Tuesday, November 30, 2010

Thinking about the Next Campaign: Traveller Option

I’ve been giving more thought to what I’m going to run after Southern Reaches gets to a stopping point. By “stopping point” I’m thinking somewhere between levels 12 and 15. I haven’t set a fixed point yet, but it will be somewhere in that area, which means next summer at the earliest.

I’m of two minds as to which way to go. I have two general options in mind: 1) retire the current PCs, scroll time forward 10-20 years (possibly more), update and revise the map of the area, and restart with new PCs; or 2) Try a sandbox science fiction game, probably using Traveller (the current Mongoose Publishing version). In this posting, I’m going to discuss the Traveller option.

I’ve been (slowly) reading through the rule book for Traveller as I’ve had some time to do so and I’m liking what I see. The rules are fairly light, which should help getting my gaming group to accept them. Not that they care for rules-light over rules-heavy (most of them actually prefer the HERO System), it’s just requires less time investment to learn the rules. I like the skill system, which assumes that if you have the skill at all, you are automatically successful at normal skill use, unless under pressure or things are dangerous. So with Pilot-0 (lowest level of the Pilot skill), a character can fly a starship from one system to another and land without needing to roll any dice. Now if the starport is under attack or you have to dodge through an asteroid field while being chased by hostile craft, then the dice are needed. I like skills and my characters usually have tons of them, so I appreciate an elegant set of skill rules and Traveller has them.

The only thing I’m uncertain of about the Traveller rules is adding alien races. The standard milieu for Traveller is the Third Imperium and I don’t plan on using that at all.

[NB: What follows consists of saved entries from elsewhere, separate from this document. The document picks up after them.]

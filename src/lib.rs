pub mod cli;
pub mod config;
pub mod persistence;
pub mod server;
pub mod simulation;
pub mod weather;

I want to add D&D races as the aliens, mostly as a form of short-hand for alien cultures. I like the idea of techie kobolds, high gravity world dwarves, and low gravity world elves (although I might jettison elves – haven’t decided yet). With Traveller being humano-centric almost to exclusivity, this means some additional work on my part to get more alien races, especially if I want them available for player access at the start of the campaign. Speaking of which…

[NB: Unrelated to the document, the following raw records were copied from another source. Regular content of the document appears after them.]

#[cfg(test)]
mod tests {
    use super::*;
    use crate::simulation::{generate_state, ForecastSettings};
    use crate::weather::Catalog;
    use chrono::NaiveDate;
    use rand::SeedableRng;
    use rand_chacha::ChaCha8Rng;
    use std::time::Duration;

    fn make_state() -> SimulationState {
        generate_state(
            NaiveDate::from_ymd_opt(2026, 10, 16).unwrap(),
            1,
            &Catalog::standard(),
            &ForecastSettings::default(),
            &mut ChaCha8Rng::seed_from_u64(42),
        )
    }

    fn noon() -> NaiveDateTime {
        NaiveDate::from_ymd_opt(2026, 10, 16)
            .unwrap()
            .and_hms_opt(12, 0, 0)
            .unwrap()
    }

    fn make_current(state: &SimulationState) -> CurrentConditions {
        let sample = state.forecast.sample(12).unwrap();
        CurrentConditions::between(sample, sample, 0.0, noon())
    }

    fn report(version: u64) -> TickReport {
        TickReport {
            version,
            regenerations: 1,
            now: noon(),
            playing: true,
            updated: true,
        }
    }

    fn make_server_state(snapshot: &str) -> (ServerState, mpsc::Receiver<()>) {
        let (tx, rx) = mpsc::channel(4);
        (ServerState::new(snapshot.to_string(), "Sim City, UK", tx), rx)
    }

    async fn http_request(addr: SocketAddr, request: &[u8]) -> String {
        let mut stream = TcpStream::connect(addr).await.unwrap();
        stream.write_all(request).await.unwrap();
        let mut response = Vec::new();
        stream.read_to_end(&mut response).await.unwrap();
        String::from_utf8_lossy(&response).into_owned()
    }

    async fn serve_once(state: Arc<ServerState>) -> (SocketAddr, tokio::task::JoinHandle<()>) {
        let listener = TcpListener::bind("127.0.0.1:0").await.unwrap();
        let addr = listener.local_addr().unwrap();
        let handle = tokio::spawn(async move {
            if let Ok((stream, peer)) = listener.accept().await {
                let _ = handle_connection(stream, peer, state).await;
            }
        });
        (addr, handle)
    }

    #[test]
    fn build_snapshot_json_is_valid() {
        let state = make_state();
        let current = make_current(&state);
        let json = build_snapshot_json(&state, Some(&current), "Sim City, UK");
        let parsed: serde_json::Value = serde_json::from_str(&json).expect("valid JSON");
        assert_eq!(parsed["message_type"], "ForecastSnapshot");
        assert_eq!(parsed["hourly"].as_array().unwrap().len(), 24);
        assert_eq!(parsed["hourly"][0]["label"], "Now");
        assert_eq!(parsed["hourly"][0]["hour"], 12);
    }

    #[test]
    fn build_frame_json_is_valid() {
        let state = make_state();
        let json = build_frame_json(&state, &make_current(&state));
        let parsed: serde_json::Value = serde_json::from_str(&json).expect("valid JSON");
        assert_eq!(parsed["message_type"], "PlaybackFrame");
        assert_eq!(parsed["state_id"], state.id.to_string());
        assert!(parsed.get("hourly").is_none());
    }

    #[tokio::test]
    async fn on_tick_updates_health() {
        let (state, _rx) = make_server_state("{}");
        state.on_tick(None, Some("frame".to_string()), report(4)).await;
        state.on_tick(None, None, TickReport { updated: false, ..report(5) }).await;

        let health = state.health.read().await;
        assert_eq!(health.ticks, 2);
        assert_eq!(health.version, 5);
        assert_eq!(health.regenerations, 1);
        assert_eq!(health.last_update, Some(noon()));
        assert!(health.playing);
    }

    #[tokio::test]
    async fn new_snapshot_replaced_for_new_clients() {
        let (state, _rx) = make_server_state("initial");
        assert_eq!(*state.snapshot_json.read().await, "initial");

        state.on_tick(Some("updated".to_string()), None, report(2)).await;
        assert_eq!(*state.snapshot_json.read().await, "updated");

        state.on_tick(None, Some("frame".to_string()), report(2)).await;
        assert_eq!(*state.snapshot_json.read().await, "updated");
    }

    #[tokio::test]
    async fn broadcast_updates_to_subscribers() {
        let (state, _rx) = make_server_state("{}");
        let mut rx = state.update_sender.subscribe();

        state.on_tick(None, Some("frame_1".to_string()), report(1)).await;
        state
            .on_tick(Some("snapshot_2".to_string()), Some("frame_2".to_string()), report(2))
            .await;

        assert_eq!(rx.recv().await.unwrap(), "frame_1");
        assert_eq!(rx.recv().await.unwrap(), "snapshot_2");
        assert!(rx.try_recv().is_err());
    }

    #[tokio::test]
    async fn request_regenerate_queues_once() {
        let (tx, mut rx) = mpsc::channel(1);
        let state = ServerState::new("{}".to_string(), "Sim City, UK", tx);

        assert!(state.request_regenerate());
        assert!(state.request_regenerate());
        assert!(rx.try_recv().is_ok());
        assert!(rx.try_recv().is_err());

        drop(rx);
        assert!(!state.request_regenerate());
    }

    #[tokio::test]
    async fn websocket_client_receives_snapshot_and_frame() {
        let sim = make_state();
        let current = make_current(&sim);
        let (state, _rx) =
            make_server_state(&build_snapshot_json(&sim, Some(&current), "Sim City, UK"));
        let state = Arc::new(state);
        let (addr, server_handle) = serve_once(Arc::clone(&state)).await;

        let url = format!("ws://127.0.0.1:{}", addr.port());
        let (mut ws, _) = tokio_tungstenite::connect_async(&url).await.unwrap();

        let msg = tokio::time::timeout(
            Duration::from_secs(5),
            futures_util::StreamExt::next(&mut ws),
        )
        .await
        .expect("timeout waiting for snapshot")
        .expect("stream ended")
        .expect("message error");

        let text = msg.into_text().unwrap();
        let parsed: serde_json::Value = serde_json::from_str(&text).unwrap();
        assert_eq!(parsed["message_type"], "ForecastSnapshot");
        assert_eq!(parsed["hourly"].as_array().unwrap().len(), 24);

        state
            .on_tick(None, Some(build_frame_json(&sim, &current)), report(1))
            .await;

        let msg = tokio::time::timeout(
            Duration::from_secs(5),
            futures_util::StreamExt::next(&mut ws),
        )
        .await
        .expect("timeout waiting for frame")
        .expect("stream ended")
        .expect("message error");

        let text = msg.into_text().unwrap();
        assert!(text.contains("PlaybackFrame"));

        futures_util::SinkExt::close(&mut ws).await.unwrap();
        let _ = server_handle.await;
    }

    #[tokio::test]
    async fn websocket_regenerate_command_is_queued() {
        let (state, mut regen_rx) = make_server_state(r#"{"message_type":"ForecastSnapshot"}"#);
        let (addr, server_handle) = serve_once(Arc::new(state)).await;

        let url = format!("ws://127.0.0.1:{}", addr.port());
        let (mut ws, _) = tokio_tungstenite::connect_async(&url).await.unwrap();
        let _snapshot = futures_util::StreamExt::next(&mut ws).await;

        futures_util::SinkExt::send(&mut ws, Message::Text("regenerate".into()))
            .await
            .unwrap();

        let queued = tokio::time::timeout(Duration::from_secs(5), regen_rx.recv())
            .await
            .expect("timeout waiting for regenerate request");
        assert_eq!(queued, Some(()));

        futures_util::SinkExt::close(&mut ws).await.unwrap();
        let _ = server_handle.await;
    }

    #[tokio::test]
    async fn health_endpoint_returns_json() {
        let (state, _rx) = make_server_state("{}");
        state.on_tick(None, None, report(7)).await;
        let (addr, server_handle) = serve_once(Arc::new(state)).await;

        let response =
            http_request(addr, b"GET /health HTTP/1.1\r\nHost: localhost\r\n\r\n").await;
        assert!(response.contains("200 OK"));
        assert!(response.contains("application/json"));

        let body_start = response.find('{').unwrap();
        let parsed: serde_json::Value = serde_json::from_str(&response[body_start..]).unwrap();
        assert_eq!(parsed["version"], 7);
        assert_eq!(parsed["ticks"], 1);
        assert_eq!(parsed["regenerations"], 1);
        assert_eq!(parsed["location"], "Sim City, UK");
        assert_eq!(parsed["playing"], true);
        assert_eq!(parsed["last_update"], "2026-10-16T12:00:00");

        let _ = server_handle.await;
    }

    #[tokio::test]
    async fn forecast_endpoint_returns_snapshot() {
        let (state, _rx) = make_server_state(r#"{"message_type":"ForecastSnapshot"}"#);
        let (addr, server_handle) = serve_once(Arc::new(state)).await;

        let response =
            http_request(addr, b"GET /forecast HTTP/1.1\r\nHost: localhost\r\n\r\n").await;
        assert!(response.contains("200 OK"));
        assert!(response.ends_with(r#"{"message_type":"ForecastSnapshot"}"#));

        let _ = server_handle.await;
    }

    #[tokio::test]
    async fn regenerate_endpoint_queues_request() {
        let (state, mut regen_rx) = make_server_state("{}");
        let (addr, server_handle) = serve_once(Arc::new(state)).await;

        let response = http_request(
            addr,
            b"POST /regenerate HTTP/1.1\r\nHost: localhost\r\nContent-Length: 0\r\n\r\n",
        )
        .await;
        assert!(response.contains("202 Accepted"));
        assert_eq!(regen_rx.try_recv(), Ok(()));

        let _ = server_handle.await;
    }

    #[tokio::test]
    async fn unknown_path_is_not_found() {
        let (state, _rx) = make_server_state("{}");
        let (addr, server_handle) = serve_once(Arc::new(state)).await;

        let response = http_request(addr, b"GET /nope HTTP/1.1\r\nHost: localhost\r\n\r\n").await;
        assert!(response.contains("404 Not Found"));

        let _ = server_handle.await;
    }

    #[tokio::test]
    async fn client_disconnect_does_not_crash_server() {
        let (state, _rx) = make_server_state(r#"{"message_type":"ForecastSnapshot"}"#);
        let (addr, server_handle) = serve_once(Arc::new(state)).await;

        let url = format!("ws://127.0.0.1:{}", addr.port());
        let (ws, _) = tokio_tungstenite::connect_async(&url).await.unwrap();
        drop(ws);

        let result = tokio::time::timeout(Duration::from_secs(5), server_handle).await;
        assert!(result.is_ok(), "Server should handle disconnect within 5s");
    }
}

The idea behind the campaign is exploring 2-3 generations (maybe more – I haven’t decided that yet either) after interstellar society collapsed due to a big, messy war. One of the final stages would have been attacks on knowledge in the form of incredibly virulent and semi-sentient computer viruses that trashed both general knowledge and engineering archives. Coupled with devastating planetary bombardments targeting manufacturing capacity and highly destructive space battles between ships and planets became isolated from each other with limited ability to rebuild. Worlds that were not self-sufficient experienced drastic drops in populations from famine, plague, or the failure of life support systems in hostile environments. Many self-sufficient worlds had to deal with political anarchy as communication and power systems crashed and failed.

Not all data/knowledge was lost. Isolated systems that were kept isolated were immune to the virus attacks and copies of information on removable storage media were safe. Once infected systems were isolated and purged, knowledge could be pooled again, but what was left was spotty and often incomplete, particularly in the area of starship construction and systems. Surviving engineers and scientists piece together what they can and start experimenting to rediscover the missing information while society is rebuilt on a planetary scale.

Time passed and nothing was heard from the dark. There was no word on which worlds might or might not have survived the war.

The players represent a small group from a world that once manufactured (and stored) luxury starships as its primary trade. This means that when their world was able to recover, there were many dead starships available, both on the planet and “parked” (or abandoned) in the system. Laws were in place that allowed anyone who could secure a ship, purge its databanks, and get it running again could claim the ship as their own. The player characters are a group that did so, but at great cost. Armed with an old copy of a star map, a (mostly) functional ship, and a heavy debt load, the characters are ready to set out and (hopefully) find their fortunes.

That's my basic idea for a Traveller campaign.  It contains the exploratory aspect I like from a West Marches-style campaign and uses a game system that supports this style of play without having to create a bunch of rules sub-systems.

1 comment:

  1. I love the starting point. A mostly functional luxury star ship could be several sessions worth of adventures in and of itself!

    I have been seriously daydreaming about running Traveller for a while.